Missouri Governor Mike Parson speaks to schoolchildren and teachers in mid-Missouri’s California School District on September 9, 2020 (photo courtesy of the governor’s Flickr page)

Linda Neumann, with the Missouri Association of School Nurses, says the group hopes the state’s school districts will consider using some of the federal funding to hire school nurses.

“The Missouri Association of School Nurses is hoping that in Missouri, they will invest the federal funding in a way that will effectively achieve safer classrooms in schools, to improve the physical and mental health and academic success of children. Part of this involves hiring school nurses in those schools that do not have access to a school nurse,” says Neumann. “If they need school nurses or if they need a counselor or maybe they can expand the number of school nurses they have so that one school nurse doesn’t have to cover three schools.”

Neumann tells Missourinet a 2020 state Education Department report shows about 20% of Missouri public school districts do not have a nurse.

“For some students, the school nurse is their actual health care home because of lack of access in their community, especially in some of our rural communities. That tends to be where there is a lack of school nurses right now, where not every town has a doctor, dentist, or a pharmacy, but they have a school. If that school has a registered nurse there to take care of those kids, that school nurse can really fill in the gaps, find resources, and have resources brought in. “It’s not that schools don’t appreciate having a registered nurse there. It is often a budget issue,” she says.

Neumann says in the early 1990s, about 50% of Missouri public school districts did not have a school nurse on hand. Then, an effort began to tax smokeless tobacco products and designate that revenue toward putting more nurses in schools.

In 1995, Missouri allocated $5.4 million annually for 15 years for school health services, which increased school nurses in schools to 99.7%. That funding ended in 2010. As a result, not all school nurse positions were sustained.

For the schools without a registered school nurse, some have a health aide. Others rely on their principal or an administrative assistant to field health problems. Without a school nurse, Neumann says the level of expertise and care the kids are going to receive is not going to be the same.
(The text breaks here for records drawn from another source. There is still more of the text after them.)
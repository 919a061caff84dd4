//! Steadfast courier API client implementation

use async_trait::async_trait;
use reqwest::Client;
use serde::{Deserialize, Serialize};
use urlencoding::encode;

use crate::domain::ports::{BulkParcelResult, Consignment, CourierClient, ParcelRequest};
use crate::error::CourierError;

/// Implementation of the Steadfast merchant API client
pub struct SteadfastClient {
    http: Client,
    base_url: String,
    api_key: String,
    secret_key: String,
}

impl SteadfastClient {
    pub fn new(base_url: String, api_key: String, secret_key: String) -> Self {
        Self {
            http: Client::new(),
            base_url: base_url.trim_end_matches('/').to_string(),
            api_key,
            secret_key,
        }
    }

    fn api_url(&self, path: &str) -> String {
        format!("{}{}", self.base_url, path)
    }

    fn get(&self, path: &str) -> reqwest::RequestBuilder {
        self.http
            .get(self.api_url(path))
            .header("Api-Key", &self.api_key)
            .header("Secret-Key", &self.secret_key)
    }

    fn post(&self, path: &str) -> reqwest::RequestBuilder {
        self.http
            .post(self.api_url(path))
            .header("Api-Key", &self.api_key)
            .header("Secret-Key", &self.secret_key)
    }

    async fn handle_response<T: for<'de> Deserialize<'de>>(
        &self,
        response: reqwest::Response,
    ) -> Result<T, CourierError> {
        let status = response.status();

        if status.is_success() {
            response
                .json()
                .await
                .map_err(|e| CourierError::Deserialization(e.to_string()))
        } else if status.as_u16() == 401 {
            Err(CourierError::Unauthorized)
        } else if status.as_u16() == 429 {
            Err(CourierError::RateLimited)
        } else {
            let message = response.text().await.unwrap_or_default();
            Err(CourierError::Api {
                status: status.as_u16(),
                message,
            })
        }
    }
}

/// Steadfast reports validation failures inside a 200 response body
fn check_body_status(status: Option<u16>, message: Option<String>) -> Result<(), CourierError> {
    match status {
        Some(code) if code != 200 => Err(CourierError::Rejected(
            message.unwrap_or_else(|| format!("courier returned status {}", code)),
        )),
        _ => Ok(()),
    }
}

#[derive(Serialize)]
struct BulkOrderRequest<'a> {
    data: &'a [ParcelRequest],
}

#[derive(Deserialize)]
struct CreateOrderResponse {
    #[serde(default)]
    status: Option<u16>,
    #[serde(default)]
    message: Option<String>,
    #[serde(default)]
    consignment: Option<Consignment>,
}

/// Bulk booking returns either a bare array or one wrapped in `data`
#[derive(Deserialize)]
#[serde(untagged)]
enum BulkOrderResponse {
    List(Vec<BulkParcelResult>),
    Wrapped { data: Vec<BulkParcelResult> },
}

#[derive(Deserialize)]
struct StatusResponse {
    #[serde(default)]
    status: Option<u16>,
    #[serde(default)]
    message: Option<String>,
    #[serde(default)]
    delivery_status: Option<String>,
}

#[derive(Deserialize)]
struct BalanceResponse {
    #[serde(default)]
    status: Option<u16>,
    #[serde(default)]
    message: Option<String>,
    current_balance: f64,
}

impl SteadfastClient {
    async fn fetch_status(&self, path: String) -> Result<String, CourierError> {
        let resp = self.get(&path).send().await?;
        let body: StatusResponse = self.handle_response(resp).await?;
        check_body_status(body.status, body.message)?;
        body.delivery_status.ok_or_else(|| {
            CourierError::Deserialization("response has no delivery_status".to_string())
        })
    }
}

#[async_trait]
impl CourierClient for SteadfastClient {
    async fn create_order(&self, parcel: &ParcelRequest) -> Result<Consignment, CourierError> {
        let resp = self.post("/create_order").json(parcel).send().await?;

        let body: CreateOrderResponse = self.handle_response(resp).await?;
        check_body_status(body.status, body.message.clone())?;
        body.consignment.ok_or_else(|| {
            CourierError::Rejected(
                body.message
                    .unwrap_or_else(|| "no consignment in response".to_string()),
            )
        })
    }

    async fn bulk_create_orders(
        &self,
        parcels: &[ParcelRequest],
    ) -> Result<Vec<BulkParcelResult>, CourierError> {
        let resp = self
            .post("/create_order/bulk-order")
            .json(&BulkOrderRequest { data: parcels })
            .send()
            .await?;

        let body: BulkOrderResponse = self.handle_response(resp).await?;
        Ok(match body {
            BulkOrderResponse::List(results) | BulkOrderResponse::Wrapped { data: results } => {
                results
            }
        })
    }

    async fn status_by_consignment_id(
        &self,
        consignment_id: &str,
    ) -> Result<String, CourierError> {
        self.fetch_status(format!("/status_by_cid/{}", encode(consignment_id)))
            .await
    }

    async fn status_by_invoice(&self, invoice: &str) -> Result<String, CourierError> {
        self.fetch_status(format!("/status_by_invoice/{}", encode(invoice)))
            .await
    }

    async fn status_by_tracking_code(&self, tracking_code: &str) -> Result<String, CourierError> {
        self.fetch_status(format!("/status_by_trackingcode/{}", encode(tracking_code)))
            .await
    }

    async fn current_balance(&self) -> Result<f64, CourierError> {
        let resp = self.get("/get_balance").send().await?;
        let body: BalanceResponse = self.handle_response(resp).await?;
        check_body_status(body.status, body.message)?;
        Ok(body.current_balance)
    }
}

#[cfg(test)]
mod tests {
    use super::*;
    use serde_json::json;
    use wiremock::matchers::{body_json, header, method, path};
    use wiremock::{Mock, MockServer, ResponseTemplate};

    fn client_for(server: &MockServer) -> SteadfastClient {
        SteadfastClient::new(
            server.uri(),
            "api-key".to_string(),
            "secret-key".to_string(),
        )
    }

    fn parcel(invoice: &str) -> ParcelRequest {
        ParcelRequest {
            invoice: invoice.to_string(),
            recipient_name: "Rahim Uddin".to_string(),
            recipient_phone: "01711111111".to_string(),
            recipient_address: "House 1, Road 2, Dhanmondi, Dhaka".to_string(),
            cod_amount: 1060.0,
            note: None,
        }
    }

    #[tokio::test]
    async fn create_order_sends_credentials_and_parses_consignment() {
        let server = MockServer::start().await;
        Mock::given(method("POST"))
            .and(path("/create_order"))
            .and(header("Api-Key", "api-key"))
            .and(header("Secret-Key", "secret-key"))
            .respond_with(ResponseTemplate::new(200).set_body_json(json!({
                "status": 200,
                "message": "Consignment has been created successfully.",
                "consignment": {
                    "consignment_id": 1424107,
                    "invoice": "INV-1",
                    "tracking_code": "15BAEB8A",
                    "recipient_name": "Rahim Uddin",
                    "recipient_phone": "01711111111",
                    "recipient_address": "House 1, Road 2, Dhanmondi, Dhaka",
                    "cod_amount": 1060,
                    "status": "in_review",
                    "note": null
                }
            })))
            .mount(&server)
            .await;

        let consignment = client_for(&server)
            .create_order(&parcel("INV-1"))
            .await
            .unwrap();
        assert_eq!(consignment.consignment_id.as_deref(), Some("1424107"));
        assert_eq!(consignment.tracking_code, "15BAEB8A");
        assert_eq!(consignment.status, "in_review");
    }

    #[tokio::test]
    async fn create_order_surfaces_rejections_in_body() {
        let server = MockServer::start().await;
        Mock::given(method("POST"))
            .and(path("/create_order"))
            .respond_with(ResponseTemplate::new(200).set_body_json(json!({
                "status": 400,
                "message": "The invoice has already been taken."
            })))
            .mount(&server)
            .await;

        let err = client_for(&server)
            .create_order(&parcel("INV-1"))
            .await
            .unwrap_err();
        assert!(
            matches!(err, CourierError::Rejected(ref m) if m.contains("already been taken")),
            "{err:?}"
        );
    }

    #[tokio::test]
    async fn bulk_create_wraps_parcels_in_data() {
        let server = MockServer::start().await;
        let parcels = vec![parcel("INV-1"), parcel("INV-2")];
        Mock::given(method("POST"))
            .and(path("/create_order/bulk-order"))
            .and(body_json(json!({ "data": parcels })))
            .respond_with(ResponseTemplate::new(200).set_body_json(json!([
                {"invoice": "INV-1", "consignment_id": 11, "tracking_code": "AAA", "status": "success"},
                {"invoice": "INV-2", "consignment_id": null, "tracking_code": null, "status": "error", "error": "bad phone"}
            ])))
            .mount(&server)
            .await;

        let results = client_for(&server)
            .bulk_create_orders(&parcels)
            .await
            .unwrap();
        assert_eq!(results.len(), 2);
        assert!(results[0].is_success());
        assert!(!results[1].is_success());
        assert_eq!(results[1].error.as_deref(), Some("bad phone"));
    }

    #[tokio::test]
    async fn status_lookups_use_their_endpoints() {
        let server = MockServer::start().await;
        Mock::given(method("GET"))
            .and(path("/status_by_cid/1424107"))
            .respond_with(
                ResponseTemplate::new(200)
                    .set_body_json(json!({"status": 200, "delivery_status": "delivered"})),
            )
            .mount(&server)
            .await;
        Mock::given(method("GET"))
            .and(path("/status_by_invoice/INV-1"))
            .respond_with(
                ResponseTemplate::new(200)
                    .set_body_json(json!({"status": 200, "delivery_status": "hold"})),
            )
            .mount(&server)
            .await;
        Mock::given(method("GET"))
            .and(path("/status_by_trackingcode/15BAEB8A"))
            .respond_with(
                ResponseTemplate::new(200)
                    .set_body_json(json!({"status": 200, "delivery_status": "in_review"})),
            )
            .mount(&server)
            .await;

        let client = client_for(&server);
        assert_eq!(
            client.status_by_consignment_id("1424107").await.unwrap(),
            "delivered"
        );
        assert_eq!(client.status_by_invoice("INV-1").await.unwrap(), "hold");
        assert_eq!(
            client.status_by_tracking_code("15BAEB8A").await.unwrap(),
            "in_review"
        );
    }

    #[tokio::test]
    async fn balance_and_http_errors() {
        let server = MockServer::start().await;
        Mock::given(method("GET"))
            .and(path("/get_balance"))
            .respond_with(
                ResponseTemplate::new(200)
                    .set_body_json(json!({"status": 200, "current_balance": 1520.5})),
            )
            .mount(&server)
            .await;
        Mock::given(method("GET"))
            .and(path("/status_by_cid/1"))
            .respond_with(ResponseTemplate::new(401))
            .mount(&server)
            .await;
        Mock::given(method("GET"))
            .and(path("/status_by_cid/2"))
            .respond_with(ResponseTemplate::new(500).set_body_string("boom"))
            .mount(&server)
            .await;

        let client = client_for(&server);
        assert_eq!(client.current_balance().await.unwrap(), 1520.5);
        assert!(matches!(
            client.status_by_consignment_id("1").await,
            Err(CourierError::Unauthorized)
        ));
        assert!(matches!(
            client.status_by_consignment_id("2").await,
            Err(CourierError::Api { status: 500, .. })
        ));
    }
}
According to the state Department of Health and Senior Services, there are more than 72,000 Missouri K-12 public school students with asthma, some 27,000 have life-threatening food allergies, about 7,300 suffer from seizures, and more than 2,200 have Type 1 diabetes.

“This doesn’t even mention the impact that COVID-19 has had on kids,” says Neumann. “COVID-19 has definitely disrupted learning of students and compromised their physical and mental health. We have seen anxiety and depression go up tremendously in our state both in children and adults during covid.”

Neumann says having a school nurse on staff helps to reduce student absenteeism.

“When a registered nurse is there to help manage those chronic health conditions, like asthma and diabetes, those are things that the healthier we can keep the kids the more they can be in school,” she says.

Neumann cites The Journal of American Medical Association showing the benefits of investing in a school nurse.

“Their determination was that in schools, for every dollar invested in a full-time registered school nurse, that society would gain $2.20,” she says.

When administrators or school boards are determining how many school nurses are needed, Neumann says the schools should keep in mind student safety.

“That means nurse to student ratio and it really varies depending on the health needs of the students and the social determinants of the population,” she says. “If you have 700 kids that are all well, one school nurse is sufficient. But if you have eight kids with Type 1 diabetes, three with seizure disorders, three with sickle cell, a kiddo with chemotherapy – there are just so many factors that play into that.”

Missouri has about 550 traditional public school districts and charter schools serving roughly 900,000 students.